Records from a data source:
########################################

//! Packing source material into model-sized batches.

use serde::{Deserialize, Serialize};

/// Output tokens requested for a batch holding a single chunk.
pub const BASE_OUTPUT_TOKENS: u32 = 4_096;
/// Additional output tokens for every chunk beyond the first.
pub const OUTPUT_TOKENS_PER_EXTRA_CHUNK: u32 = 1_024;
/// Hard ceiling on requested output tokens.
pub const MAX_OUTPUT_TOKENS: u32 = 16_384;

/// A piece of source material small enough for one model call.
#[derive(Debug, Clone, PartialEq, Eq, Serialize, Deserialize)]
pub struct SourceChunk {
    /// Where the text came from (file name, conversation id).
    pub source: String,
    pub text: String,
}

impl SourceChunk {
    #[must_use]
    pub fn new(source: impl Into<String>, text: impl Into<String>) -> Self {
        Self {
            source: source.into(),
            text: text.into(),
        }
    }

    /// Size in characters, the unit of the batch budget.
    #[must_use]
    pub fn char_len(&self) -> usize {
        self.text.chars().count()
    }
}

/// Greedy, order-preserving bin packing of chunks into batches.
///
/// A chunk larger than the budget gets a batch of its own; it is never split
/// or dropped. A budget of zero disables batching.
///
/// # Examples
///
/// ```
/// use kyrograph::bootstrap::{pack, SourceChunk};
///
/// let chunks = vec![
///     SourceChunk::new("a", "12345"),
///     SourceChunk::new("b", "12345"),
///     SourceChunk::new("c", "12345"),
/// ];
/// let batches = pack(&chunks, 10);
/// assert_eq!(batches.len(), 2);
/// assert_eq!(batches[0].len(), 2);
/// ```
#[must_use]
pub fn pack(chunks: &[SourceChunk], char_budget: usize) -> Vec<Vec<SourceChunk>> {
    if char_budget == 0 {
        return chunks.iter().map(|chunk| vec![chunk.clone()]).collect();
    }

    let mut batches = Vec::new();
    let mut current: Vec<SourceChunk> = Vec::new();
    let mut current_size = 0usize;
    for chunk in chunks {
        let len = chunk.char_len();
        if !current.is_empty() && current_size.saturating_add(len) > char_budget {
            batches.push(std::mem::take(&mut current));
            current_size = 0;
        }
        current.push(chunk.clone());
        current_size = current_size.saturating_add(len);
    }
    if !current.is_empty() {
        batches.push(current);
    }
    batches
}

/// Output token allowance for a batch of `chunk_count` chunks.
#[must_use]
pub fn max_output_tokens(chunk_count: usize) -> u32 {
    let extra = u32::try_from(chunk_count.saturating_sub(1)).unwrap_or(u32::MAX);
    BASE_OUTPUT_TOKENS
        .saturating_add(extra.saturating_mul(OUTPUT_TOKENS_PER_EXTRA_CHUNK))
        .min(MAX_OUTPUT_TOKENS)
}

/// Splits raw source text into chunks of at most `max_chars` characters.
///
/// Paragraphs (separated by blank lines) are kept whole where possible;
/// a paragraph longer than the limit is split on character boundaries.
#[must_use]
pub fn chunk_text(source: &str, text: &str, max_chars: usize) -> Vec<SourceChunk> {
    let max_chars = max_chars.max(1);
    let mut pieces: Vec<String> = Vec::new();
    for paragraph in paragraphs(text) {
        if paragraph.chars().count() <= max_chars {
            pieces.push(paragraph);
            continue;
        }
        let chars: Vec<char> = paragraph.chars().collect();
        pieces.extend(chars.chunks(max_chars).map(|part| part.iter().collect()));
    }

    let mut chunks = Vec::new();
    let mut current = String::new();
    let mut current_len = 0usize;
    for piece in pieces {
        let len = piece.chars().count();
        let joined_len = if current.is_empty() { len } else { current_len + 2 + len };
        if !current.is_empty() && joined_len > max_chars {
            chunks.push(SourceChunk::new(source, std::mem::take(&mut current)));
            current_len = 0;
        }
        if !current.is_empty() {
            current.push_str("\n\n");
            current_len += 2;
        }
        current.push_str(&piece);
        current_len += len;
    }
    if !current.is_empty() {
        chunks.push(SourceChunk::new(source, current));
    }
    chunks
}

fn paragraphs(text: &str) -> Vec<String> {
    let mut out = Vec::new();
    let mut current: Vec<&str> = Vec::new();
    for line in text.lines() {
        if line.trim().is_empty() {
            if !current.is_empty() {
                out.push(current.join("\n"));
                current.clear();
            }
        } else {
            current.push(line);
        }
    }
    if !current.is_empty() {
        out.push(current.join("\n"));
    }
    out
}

########################################

WHAT IS BEING ASKED:
All lines above that include the word "take" must be copied into the answer.

WRITTEN RESPONSE:
            batches.push(std::mem::take(&mut current));
            chunks.push(SourceChunk::new(source, std::mem::take(&mut current)));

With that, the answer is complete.